Cuando era niña, todavía vivía con mis abuelos en las afueras. En aquel entonces, era un pueblo tranquilo y rodeado por tierras agrícolas y árboles. Sin tantos edificios altos, sin carreteras tan anchas. Todas las mañanas, al amanecer, los campesinos acudían a las tierras llevando palancas o aperos despreocupados. Frecuentemente, se entrelazaban los arreamientos y cantos en el camino. Y todas las personas se saludían sincera y entusiásticamente.

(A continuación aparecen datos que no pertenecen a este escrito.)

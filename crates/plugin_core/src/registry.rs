use decompiler_errors::PassKind;

use crate::plugin::{DecompilerPlugin, EditorPlugin, PluginImpl, TaggerPlugin};

struct PluginEntry {
    pass: PassKind,
    plugin: Box<dyn PluginImpl>,
}

/// Read-only, priority-sorted plugin table built once at startup. There is
/// no dynamic plugin-loading mechanism: the catalog is fixed code (§4.6-4.7
/// in the taggers/editors/decompilers crates), assembled here via the
/// builder.
pub struct PluginRegistry {
    entries: Vec<PluginEntry>,
}

impl PluginRegistry {
    pub fn builder() -> PluginRegistryBuilder {
        PluginRegistryBuilder {
            entries: Vec::new(),
        }
    }

    /// Plugins for one pass, in run order (ascending priority, ties broken
    /// by registration order).
    pub fn for_pass(&self, pass: PassKind) -> impl Iterator<Item = &dyn PluginImpl> {
        self.entries
            .iter()
            .filter(move |e| e.pass == pass)
            .map(|e| e.plugin.as_ref())
    }
}

pub struct PluginRegistryBuilder {
    entries: Vec<PluginEntry>,
}

impl PluginRegistryBuilder {
    pub fn tagger(mut self, plugin: impl TaggerPlugin + 'static) -> Self {
        self.entries.push(PluginEntry {
            pass: PassKind::Tagger,
            plugin: Box::new(plugin),
        });
        self
    }

    pub fn editor(mut self, plugin: impl EditorPlugin + 'static) -> Self {
        self.entries.push(PluginEntry {
            pass: PassKind::Editor,
            plugin: Box::new(plugin),
        });
        self
    }

    pub fn decompiler(mut self, plugin: impl DecompilerPlugin + 'static) -> Self {
        self.entries.push(PluginEntry {
            pass: PassKind::Decompiler,
            plugin: Box::new(plugin),
        });
        self
    }

    pub fn build(mut self) -> PluginRegistry {
        // Vec::sort_by_key is a stable sort: entries with equal priority
        // keep the order they were registered in, which is the documented
        // tagger tie-break rule (§4.6).
        self.entries.sort_by_key(|e| e.plugin.priority());
        PluginRegistry {
            entries: self.entries,
        }
    }
}
use module_graph::ModuleGraph;
use plugin_core::{DecompilerPlugin, ModuleCtx, PluginImpl};
use swc_ecma_ast::{BinaryOp, Expr, ExprStmt, IfStmt, ModuleItem, Stmt};

/// Recovers a guard `if` from the short-circuit-`&&` idiom minifiers emit in
/// its place (§4.7 rule 7): `cond && doThing();` becomes
/// `if (cond) doThing();`. Only fires at statement position - `&&` used for
/// its value (an assignment's right-hand side, a call argument, ...) is a
/// real expression and stays one.
pub struct ShortCircuitIfDecompiler;

impl PluginImpl for ShortCircuitIfDecompiler {
    fn name(&self) -> &'static str {
        "short_circuit_if_decompiler"
    }

    fn priority(&self) -> i32 {
        -50
    }

    fn on_stmts(&self, _graph: &ModuleGraph, _ctx: &mut ModuleCtx<'_>, stmts: &mut Vec<Stmt>) -> bool {
        let mut mutated = false;
        for stmt in stmts.iter_mut() {
            if let Some(rewritten) = try_rewrite(stmt) {
                *stmt = rewritten;
                mutated = true;
            }
        }
        mutated
    }

    fn on_module_items(
        &self,
        _graph: &ModuleGraph,
        _ctx: &mut ModuleCtx<'_>,
        items: &mut Vec<ModuleItem>,
    ) -> bool {
        let mut mutated = false;
        for item in items.iter_mut() {
            let ModuleItem::Stmt(stmt) = item else { continue };
            if let Some(rewritten) = try_rewrite(stmt) {
                *item = ModuleItem::Stmt(rewritten);
                mutated = true;
            }
        }
        mutated
    }
}

impl DecompilerPlugin for ShortCircuitIfDecompiler {}

fn try_rewrite(stmt: &Stmt) -> Option<Stmt> {
    let Stmt::Expr(expr_stmt) = stmt else {
        return None;
    };
    let Expr::Bin(bin) = &*expr_stmt.expr else {
        return None;
    };
    if bin.op != BinaryOp::LogicalAnd {
        return None;
    }
    Some(Stmt::If(IfStmt {
        span: expr_stmt.span,
        test: bin.left.clone(),
        cons: Box::new(Stmt::Expr(ExprStmt {
            span: expr_stmt.span,
            expr: bin.right.clone(),
        })),
        alt: None,
    }))
}

#[cfg(test)]
mod tests {
    use super::*;
    use bundle_ast::{parse_program, print_module};
    use plugin_core::{PluginRegistry, Router};
    use pretty_assertions::assert_eq;

    fn run(src: &str) -> String {
        let (cm, comments, mut module) = parse_program(
            "bundle.js",
            &format!("__d(function(g,r,id,ia,m,e,d){{ {src} }}, 0);"),
        )
        .unwrap();
        let (mut graph, _errors) =
            module_graph::ModuleGraph::from_bundle(&mut module, &cm).unwrap();
        let registry = PluginRegistry::builder()
            .decompiler(ShortCircuitIfDecompiler)
            .build();
        let router = Router::new(&registry);
        let mut m = graph.take(0).unwrap();
        router
            .run_pass(&graph, &mut m, plugin_core::PassKind::Decompiler)
            .unwrap();
        print_module(&cm, &m.module_code, Some(&comments)).unwrap()
    }

    #[test]
    fn rewrites_statement_position_logical_and_to_if() {
        let out = run("cond && doThing();");
        assert_eq!(out, "if (cond) doThing();\n");
    }

    #[test]
    fn leaves_logical_and_used_as_a_value_untouched() {
        let out = run("var y = cond && doThing();");
        assert_eq!(out, "var y = cond && doThing();\n");
    }

    #[test]
    fn leaves_unrelated_statement_untouched() {
        let out = run("doThing();");
        assert_eq!(out, "doThing();\n");
    }
}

Sin embargo, con el desarrollo económico, todas las cosas dichas poco a poco se desvanecieron como una neblina. Se erigieron conjuntos de viviendas y edificios altos, en vez de las tierras fecundas, y las carreteras en vez de las sendas. En cambio, las comunicaciones entre los vecinos o los pueblos se volvieron cada día menos. Las personas, que se mudaron en los departamentos del bloque de viviendas, parecieron como si fueran los pájaros de jaula. Después de trabajar, sólo entraron en la casa, cerraron la puerta y quedaron dentro casi todo el resto de su jornada.
Aunque las condiciones de nuestra vida han logrado un gran mejoramiento, el pueblo, en mi recuerdo, tranquilo y armonioso, desapareció para siempre. Incluso a veces, creo que eso sólo es una escena de mi sueño.